Past Recipients: April 2005
Requests totaling $66,902 were received from ten applicants. Seven recipients (all students) were selected and their awards totaled $38,632. The seven projects funded are listed below:
Start-up Funds for Student Companies
Spotswap -- $10,000 award
Spotswap, an entrepreneurial venture by second year MBA students Brennan Anderson and Will Copenhaver, was originally submitted in the fall under the name Parking Revolution. The students used the $1500 awarded then for research to refine the proposal. The venture’s intention is to establish an all-inclusive national online marketplace for parking inventory through the use of an online forward auction market. The revised business plan was a winner in the Piedmont Triad Entrepreneurial Network’s VERGE Business Plan competition and the Babcock School’s Escalator Competition.

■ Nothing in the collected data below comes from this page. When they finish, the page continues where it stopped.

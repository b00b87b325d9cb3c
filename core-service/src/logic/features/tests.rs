//! Integration Tests for Feature Extraction
//!
//! Tests các extractors khi chạy qua `extract_features`.

use chrono::{Duration, TimeZone, Utc};

use super::extract_features;
use crate::logic::ingestion::ProcessMetricsSample;

const MB: u64 = 1024 * 1024;

fn sample_at(secs: i64, cpu: f64, rss_mb: u64, threads: u32) -> ProcessMetricsSample {
    let base = Utc.with_ymd_and_hms(2024, 5, 1, 10, 0, 0).unwrap();
    ProcessMetricsSample {
        timestamp: base + Duration::seconds(secs),
        cpu_percent: cpu,
        memory_rss: rss_mb * MB,
        threads,
        open_files: 3,
        ..ProcessMetricsSample::zero()
    }
}

#[test]
fn test_empty_window_is_single_zero_sample() {
    let f = extract_features(&[]);
    assert_eq!(f.sample_count, 1);
    assert_eq!(f.cpu_avg, 0.0);
    assert_eq!(f.memory_trend, 0.0);
    assert_eq!(f.sample_rate, 0.0);
    assert_eq!(f.io_bytes_per_sec, 0.0);
}

#[test]
fn test_single_sample_has_no_trend() {
    let f = extract_features(&[sample_at(0, 40.0, 100, 4)]);
    assert_eq!(f.sample_count, 1);
    assert_eq!(f.memory_trend, 0.0);
    assert_eq!(f.threads_trend, 0.0);
    assert_eq!(f.duration_secs, 0.0);
    assert_eq!(f.cpu_max, 40.0);
}

#[test]
fn test_cpu_spike_window() {
    let samples: Vec<_> = [95.0, 97.0, 92.0, 99.0, 96.0]
        .iter()
        .enumerate()
        .map(|(i, cpu)| sample_at(i as i64, *cpu, 50, 4))
        .collect();

    let f = extract_features(&samples);
    assert!((f.cpu_avg - 95.8).abs() < 1e-9);
    assert_eq!(f.cpu_max, 99.0);
    assert_eq!(f.cpu_above_50_ratio, 1.0);
    assert!(f.cpu_stddev > 0.0 && f.cpu_stddev < 5.0);
    assert_eq!(f.memory_trend, 0.0);
    assert_eq!(f.duration_secs, 4.0);
    assert!((f.sample_rate - 1.25).abs() < 1e-9);
}

#[test]
fn test_linear_memory_growth() {
    let samples: Vec<_> = (0..10)
        .map(|i| sample_at(i, 10.0, 50 + 15 * i as u64, 4))
        .collect();

    let f = extract_features(&samples);
    assert!((f.memory_slope_mb - 15.0).abs() < 1e-6);
    assert!(f.memory_trend > 0.0);
    assert!((f.memory_max_mb - 185.0).abs() < 1e-9);
    assert!((f.memory_avg_mb - 117.5).abs() < 1e-9);
}

#[test]
fn test_thread_and_handle_maxima() {
    let mut samples: Vec<_> = (0..5).map(|i| sample_at(i, 5.0, 10, 2 + 10 * i as u32)).collect();
    samples[2].open_files = 200;
    samples[3].socket_count = Some(7);

    let f = extract_features(&samples);
    assert_eq!(f.threads_max, 42);
    assert!(f.threads_trend > 0.0);
    assert_eq!(f.open_files_max, 200);
    assert_eq!(f.socket_max, 7);
}

#[test]
fn test_io_rate_from_cumulative_counters() {
    let mut first = sample_at(0, 1.0, 10, 1);
    first.read_bytes = Some(1000);
    first.write_bytes = Some(0);
    let mut last = sample_at(4, 1.0, 10, 1);
    last.read_bytes = Some(5000);
    last.write_bytes = Some(4000);

    let f = extract_features(&[first, last]);
    assert!((f.io_bytes_per_sec - 2000.0).abs() < 1e-9);
}

#[test]
fn test_io_counter_reset_does_not_go_negative() {
    let mut first = sample_at(0, 1.0, 10, 1);
    first.read_bytes = Some(9000);
    let mut last = sample_at(2, 1.0, 10, 1);
    last.read_bytes = Some(100);

    let f = extract_features(&[first, last]);
    assert_eq!(f.io_bytes_per_sec, 0.0);
}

Function Technologies, LLC -- $2500
Undergraduate students Charles Beck and Josh Hemphill requested $10,000 for their venture. The committee believed it needed more development but had enough merit to receive a $2500 award to spur additional research. The venture is based on a web-based software application named GreekWorks developed by Charles Beck for his fraternity. The application includes features such as calendars, list serves, directories, and online payment systems. The applicants believe the software will be very appealing to many other fraternities and sororities.
Stuffed Robots -- $1500
Freshman Bill Brown and Jessica Vogel requested and received $1500 for travel to locate a manufacturing partner for their venture. The venture designs, makes, and sells large toy robots that are made of fabric and stuffed. Brown and Vogel have already had a great deal of success with the venture but are manufacturing the robots themselves by hand. The company's website is: http://www.stuffedrobot.com.
Computer Game Development-- $8536
Senior Chandler Carruth and Math graduate student Anthony Pecorella (B. S. ’04) received their full request for $8536 to design, create and sell a computer game with a storyline inspired by Shakesphere’s Romeo and Juliet. The committee was impressed with the recipients’ extensive knowledge of computer games, both from a design perspective and a programming perspective. Carruth and Pecorella also secured two recent business school graduates, Daniel Niccum ’04 and Will Clough ’03, to advise them on the organizational, distribution and advertising aspects of the project.
NEGYTNA: Solutions for Aquaculture -- $10,000
A nine-student team headed by Biology major Sarah Yocum ’05 worked with their faculty adviser, Dr. Ray Kuhn, to develop and market diagnostic reagents that allow fish farmers (primarily catfish farmers) to monitor the health of their fish. The team believes it has developed the first commercial test for monitoring fish infections which were estimated to cost the aquaculture industry approximately $135 million in 2004. The Chambers Fund Committee funded the full request of $10,000, a substantial part of which is for website design and maintenance. The site will be the primary method for sales of the diagnostic kits developed by the company.
Pink Moss -- $5000
The committee funded the full request of $5000 for this project which is being developed by sophomore Alden Speake. The company Ms. Speake hopes to establish seeks to capture the collegiate and high school level preppy niche market (thus the company motto, “Pink Moss: Defining the New Preppy”). Pink Moss hopes to fill a gap in the preppy market by offering a “one stop shopping” outlet along with informed advice concerning the lifestyle and issues the preppy shopper faces in his or her daily life. The Pink Moss business plan has the company serving as an intermediary between the sellers and buyers of preppy products. The company’s website is: http://www.pinkmoss.com
Art Internet Website Development -- $1096
This award was an addition to the award for Rebecca Boswell made in November 2004 (see above description). Ms. Boswell requested the funds in order that she might purchase the sophisticated lighting equipment needed to produce high quality photos of her art. The photos are needed for her marketing efforts using the website.